→ **MATERIAL FOR THE TASK**:
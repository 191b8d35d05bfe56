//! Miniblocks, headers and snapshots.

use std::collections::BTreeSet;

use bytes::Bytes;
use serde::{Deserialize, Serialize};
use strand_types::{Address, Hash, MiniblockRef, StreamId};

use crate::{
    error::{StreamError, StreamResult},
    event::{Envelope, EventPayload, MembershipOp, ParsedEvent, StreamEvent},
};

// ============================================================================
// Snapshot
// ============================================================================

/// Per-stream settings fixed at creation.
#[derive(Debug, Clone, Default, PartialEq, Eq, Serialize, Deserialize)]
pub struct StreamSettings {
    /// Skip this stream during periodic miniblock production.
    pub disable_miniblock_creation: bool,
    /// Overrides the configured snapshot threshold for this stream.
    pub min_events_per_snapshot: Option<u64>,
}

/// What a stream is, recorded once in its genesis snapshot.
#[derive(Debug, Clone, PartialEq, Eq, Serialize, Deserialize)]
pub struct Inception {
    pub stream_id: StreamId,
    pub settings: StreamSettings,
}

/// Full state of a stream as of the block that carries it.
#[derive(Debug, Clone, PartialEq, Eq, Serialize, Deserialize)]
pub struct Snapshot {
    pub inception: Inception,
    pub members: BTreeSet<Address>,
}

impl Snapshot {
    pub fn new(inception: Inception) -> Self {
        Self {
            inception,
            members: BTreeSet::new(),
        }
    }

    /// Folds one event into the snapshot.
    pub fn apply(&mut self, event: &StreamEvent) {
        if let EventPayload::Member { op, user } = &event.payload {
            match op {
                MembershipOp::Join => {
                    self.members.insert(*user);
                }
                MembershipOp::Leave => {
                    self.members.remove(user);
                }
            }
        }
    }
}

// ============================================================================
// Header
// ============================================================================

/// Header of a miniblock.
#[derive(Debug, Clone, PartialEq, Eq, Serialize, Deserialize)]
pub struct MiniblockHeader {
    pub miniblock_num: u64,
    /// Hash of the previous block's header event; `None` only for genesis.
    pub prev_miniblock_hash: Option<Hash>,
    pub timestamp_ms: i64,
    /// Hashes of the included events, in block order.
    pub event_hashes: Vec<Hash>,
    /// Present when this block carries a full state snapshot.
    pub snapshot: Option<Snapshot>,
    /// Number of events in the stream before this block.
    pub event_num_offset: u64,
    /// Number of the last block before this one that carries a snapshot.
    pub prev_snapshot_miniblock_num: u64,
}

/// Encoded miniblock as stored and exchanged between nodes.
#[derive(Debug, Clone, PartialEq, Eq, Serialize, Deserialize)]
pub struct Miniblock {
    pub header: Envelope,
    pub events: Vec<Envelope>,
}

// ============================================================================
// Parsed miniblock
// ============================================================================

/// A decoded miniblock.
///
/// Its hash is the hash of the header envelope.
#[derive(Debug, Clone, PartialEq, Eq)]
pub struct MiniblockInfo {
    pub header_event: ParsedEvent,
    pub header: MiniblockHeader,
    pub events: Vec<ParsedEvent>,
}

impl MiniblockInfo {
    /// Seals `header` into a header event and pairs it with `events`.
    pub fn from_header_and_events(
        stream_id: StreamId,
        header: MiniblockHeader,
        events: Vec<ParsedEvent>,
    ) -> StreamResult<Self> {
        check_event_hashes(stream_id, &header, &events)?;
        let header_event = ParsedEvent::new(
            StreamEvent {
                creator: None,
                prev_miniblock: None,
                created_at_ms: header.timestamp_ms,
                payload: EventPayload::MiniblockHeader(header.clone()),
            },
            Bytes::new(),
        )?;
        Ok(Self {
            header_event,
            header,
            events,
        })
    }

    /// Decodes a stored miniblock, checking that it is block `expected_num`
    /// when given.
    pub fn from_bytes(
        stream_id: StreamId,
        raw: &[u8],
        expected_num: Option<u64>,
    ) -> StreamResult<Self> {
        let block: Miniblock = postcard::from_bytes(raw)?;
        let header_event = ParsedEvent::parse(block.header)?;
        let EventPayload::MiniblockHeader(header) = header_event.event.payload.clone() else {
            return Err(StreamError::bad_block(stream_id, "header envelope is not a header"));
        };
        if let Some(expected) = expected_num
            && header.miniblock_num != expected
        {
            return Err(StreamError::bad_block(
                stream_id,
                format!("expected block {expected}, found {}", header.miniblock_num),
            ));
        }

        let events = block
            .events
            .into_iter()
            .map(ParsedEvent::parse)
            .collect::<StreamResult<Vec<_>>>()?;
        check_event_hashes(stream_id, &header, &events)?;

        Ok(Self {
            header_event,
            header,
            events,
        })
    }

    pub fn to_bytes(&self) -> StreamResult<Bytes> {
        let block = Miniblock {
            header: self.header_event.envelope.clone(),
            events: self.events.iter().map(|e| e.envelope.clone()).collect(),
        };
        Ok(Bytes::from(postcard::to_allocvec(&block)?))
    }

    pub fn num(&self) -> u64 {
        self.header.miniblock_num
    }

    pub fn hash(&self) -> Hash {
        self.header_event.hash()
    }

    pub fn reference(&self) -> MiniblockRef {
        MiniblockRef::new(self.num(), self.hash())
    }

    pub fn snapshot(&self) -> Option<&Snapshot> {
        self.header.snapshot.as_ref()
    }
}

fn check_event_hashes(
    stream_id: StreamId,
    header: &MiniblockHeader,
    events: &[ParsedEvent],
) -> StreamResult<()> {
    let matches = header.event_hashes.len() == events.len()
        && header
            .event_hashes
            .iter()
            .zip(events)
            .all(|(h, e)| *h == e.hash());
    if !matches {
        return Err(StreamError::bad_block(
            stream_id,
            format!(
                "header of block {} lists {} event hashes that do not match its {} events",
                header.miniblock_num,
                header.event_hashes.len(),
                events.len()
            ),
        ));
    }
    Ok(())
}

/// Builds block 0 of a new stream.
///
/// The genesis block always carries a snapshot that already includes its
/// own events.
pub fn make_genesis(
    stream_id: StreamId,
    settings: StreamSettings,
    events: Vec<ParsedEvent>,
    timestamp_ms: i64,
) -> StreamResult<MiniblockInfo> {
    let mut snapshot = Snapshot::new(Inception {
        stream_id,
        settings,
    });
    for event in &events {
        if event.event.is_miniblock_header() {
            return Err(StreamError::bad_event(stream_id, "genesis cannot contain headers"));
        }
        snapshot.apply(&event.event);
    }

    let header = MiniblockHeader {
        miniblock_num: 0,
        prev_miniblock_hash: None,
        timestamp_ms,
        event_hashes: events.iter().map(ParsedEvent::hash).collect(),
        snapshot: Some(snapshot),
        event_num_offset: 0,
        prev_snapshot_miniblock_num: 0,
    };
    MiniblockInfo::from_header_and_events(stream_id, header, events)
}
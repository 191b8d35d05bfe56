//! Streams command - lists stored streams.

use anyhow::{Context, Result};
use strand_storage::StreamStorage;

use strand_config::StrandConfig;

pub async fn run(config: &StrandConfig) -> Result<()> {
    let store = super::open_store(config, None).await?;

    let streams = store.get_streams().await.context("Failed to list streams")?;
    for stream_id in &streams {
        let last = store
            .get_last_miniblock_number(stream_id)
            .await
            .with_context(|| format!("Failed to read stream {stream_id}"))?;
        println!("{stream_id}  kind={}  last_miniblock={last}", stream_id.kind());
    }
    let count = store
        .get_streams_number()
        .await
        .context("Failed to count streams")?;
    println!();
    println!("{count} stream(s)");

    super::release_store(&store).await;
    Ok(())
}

---

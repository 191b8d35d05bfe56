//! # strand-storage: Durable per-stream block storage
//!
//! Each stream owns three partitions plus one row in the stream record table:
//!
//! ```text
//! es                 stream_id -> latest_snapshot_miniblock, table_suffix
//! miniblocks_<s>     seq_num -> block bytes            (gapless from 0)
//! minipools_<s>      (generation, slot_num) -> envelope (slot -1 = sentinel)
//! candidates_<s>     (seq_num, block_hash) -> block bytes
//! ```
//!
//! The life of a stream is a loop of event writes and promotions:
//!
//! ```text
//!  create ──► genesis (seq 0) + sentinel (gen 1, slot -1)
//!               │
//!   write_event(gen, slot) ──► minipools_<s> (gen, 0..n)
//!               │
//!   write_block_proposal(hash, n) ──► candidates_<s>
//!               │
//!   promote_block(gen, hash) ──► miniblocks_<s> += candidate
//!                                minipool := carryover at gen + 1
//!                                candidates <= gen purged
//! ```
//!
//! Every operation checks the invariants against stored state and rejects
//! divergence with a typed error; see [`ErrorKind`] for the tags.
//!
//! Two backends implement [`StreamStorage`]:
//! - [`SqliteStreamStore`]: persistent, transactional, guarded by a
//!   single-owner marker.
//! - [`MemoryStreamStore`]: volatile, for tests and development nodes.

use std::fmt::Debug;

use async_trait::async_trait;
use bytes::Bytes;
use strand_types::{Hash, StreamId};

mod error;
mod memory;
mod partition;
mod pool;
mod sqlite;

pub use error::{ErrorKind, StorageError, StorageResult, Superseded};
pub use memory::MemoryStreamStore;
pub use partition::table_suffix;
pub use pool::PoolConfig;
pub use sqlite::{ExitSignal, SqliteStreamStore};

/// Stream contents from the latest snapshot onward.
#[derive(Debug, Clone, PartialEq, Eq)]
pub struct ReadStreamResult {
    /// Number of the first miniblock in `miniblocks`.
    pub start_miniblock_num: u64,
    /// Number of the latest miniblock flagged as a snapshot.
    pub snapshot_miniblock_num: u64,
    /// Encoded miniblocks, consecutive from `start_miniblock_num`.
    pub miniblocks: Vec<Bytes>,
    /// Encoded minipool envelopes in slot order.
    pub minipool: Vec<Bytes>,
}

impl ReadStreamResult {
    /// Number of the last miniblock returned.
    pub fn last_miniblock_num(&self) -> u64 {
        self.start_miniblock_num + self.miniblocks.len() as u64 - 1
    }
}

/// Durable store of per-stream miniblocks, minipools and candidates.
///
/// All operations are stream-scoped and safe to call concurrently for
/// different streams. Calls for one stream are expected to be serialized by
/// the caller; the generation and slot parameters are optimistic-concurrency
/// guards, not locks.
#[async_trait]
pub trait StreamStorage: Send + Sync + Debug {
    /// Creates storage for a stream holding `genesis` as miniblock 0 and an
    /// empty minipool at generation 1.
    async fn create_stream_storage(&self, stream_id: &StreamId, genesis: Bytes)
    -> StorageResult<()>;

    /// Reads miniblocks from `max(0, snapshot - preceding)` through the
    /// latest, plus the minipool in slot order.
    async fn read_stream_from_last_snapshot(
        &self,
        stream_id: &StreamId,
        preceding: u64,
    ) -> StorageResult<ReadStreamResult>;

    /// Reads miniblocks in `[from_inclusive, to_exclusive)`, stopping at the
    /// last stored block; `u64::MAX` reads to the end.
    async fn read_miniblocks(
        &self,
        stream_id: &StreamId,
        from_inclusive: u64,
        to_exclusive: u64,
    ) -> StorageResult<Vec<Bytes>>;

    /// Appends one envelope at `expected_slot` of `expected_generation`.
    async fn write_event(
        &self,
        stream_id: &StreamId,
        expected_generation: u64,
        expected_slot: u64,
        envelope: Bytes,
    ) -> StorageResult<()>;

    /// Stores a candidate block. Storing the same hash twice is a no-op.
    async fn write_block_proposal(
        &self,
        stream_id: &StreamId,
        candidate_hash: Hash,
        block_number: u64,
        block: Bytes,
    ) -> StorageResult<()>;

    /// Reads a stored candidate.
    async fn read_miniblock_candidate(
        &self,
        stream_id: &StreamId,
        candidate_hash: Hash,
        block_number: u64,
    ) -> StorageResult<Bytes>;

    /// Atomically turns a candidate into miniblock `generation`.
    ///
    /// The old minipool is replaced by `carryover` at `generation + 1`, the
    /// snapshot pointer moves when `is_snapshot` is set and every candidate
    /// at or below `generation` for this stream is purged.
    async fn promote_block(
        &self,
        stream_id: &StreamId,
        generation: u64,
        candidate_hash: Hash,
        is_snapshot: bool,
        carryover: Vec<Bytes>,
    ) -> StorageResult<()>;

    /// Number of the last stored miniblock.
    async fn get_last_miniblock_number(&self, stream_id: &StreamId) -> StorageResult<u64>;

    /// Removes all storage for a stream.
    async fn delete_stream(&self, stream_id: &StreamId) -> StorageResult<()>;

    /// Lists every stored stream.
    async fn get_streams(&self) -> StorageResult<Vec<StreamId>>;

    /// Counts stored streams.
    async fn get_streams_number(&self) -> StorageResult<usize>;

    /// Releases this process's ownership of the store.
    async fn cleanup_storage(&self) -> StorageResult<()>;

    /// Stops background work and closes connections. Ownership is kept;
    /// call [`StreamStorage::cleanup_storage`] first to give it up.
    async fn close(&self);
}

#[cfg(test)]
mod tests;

--

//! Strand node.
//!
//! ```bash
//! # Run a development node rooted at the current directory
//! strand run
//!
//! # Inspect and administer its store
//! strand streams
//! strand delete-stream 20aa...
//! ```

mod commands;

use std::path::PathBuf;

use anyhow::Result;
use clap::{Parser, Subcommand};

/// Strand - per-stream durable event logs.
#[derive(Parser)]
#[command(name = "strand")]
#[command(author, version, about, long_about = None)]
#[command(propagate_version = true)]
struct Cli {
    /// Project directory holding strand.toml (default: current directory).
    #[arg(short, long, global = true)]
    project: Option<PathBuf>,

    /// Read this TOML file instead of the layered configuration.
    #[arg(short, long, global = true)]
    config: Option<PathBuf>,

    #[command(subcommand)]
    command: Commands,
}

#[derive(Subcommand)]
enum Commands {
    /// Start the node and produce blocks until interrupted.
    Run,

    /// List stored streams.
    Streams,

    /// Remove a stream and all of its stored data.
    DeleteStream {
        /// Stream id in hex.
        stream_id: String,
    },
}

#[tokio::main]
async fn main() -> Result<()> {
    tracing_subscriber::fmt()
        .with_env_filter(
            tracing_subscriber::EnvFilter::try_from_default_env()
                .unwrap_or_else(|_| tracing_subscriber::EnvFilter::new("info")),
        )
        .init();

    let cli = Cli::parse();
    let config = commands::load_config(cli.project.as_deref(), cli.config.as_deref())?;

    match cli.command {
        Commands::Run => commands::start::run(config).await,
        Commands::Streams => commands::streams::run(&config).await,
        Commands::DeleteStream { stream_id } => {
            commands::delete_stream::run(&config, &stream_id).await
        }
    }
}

→ **WORK REQUIRED**: Whenever a line in the entries holds the word "StreamError", copy that line.

→ **SOLUTION FOR THIS EXERCISE**:
    error::{StreamError, StreamResult},
            return Err(StreamError::bad_block(stream_id, "header envelope is not a header"));
            return Err(StreamError::bad_block(
        return Err(StreamError::bad_block(
            return Err(StreamError::bad_event(stream_id, "genesis cannot contain headers"));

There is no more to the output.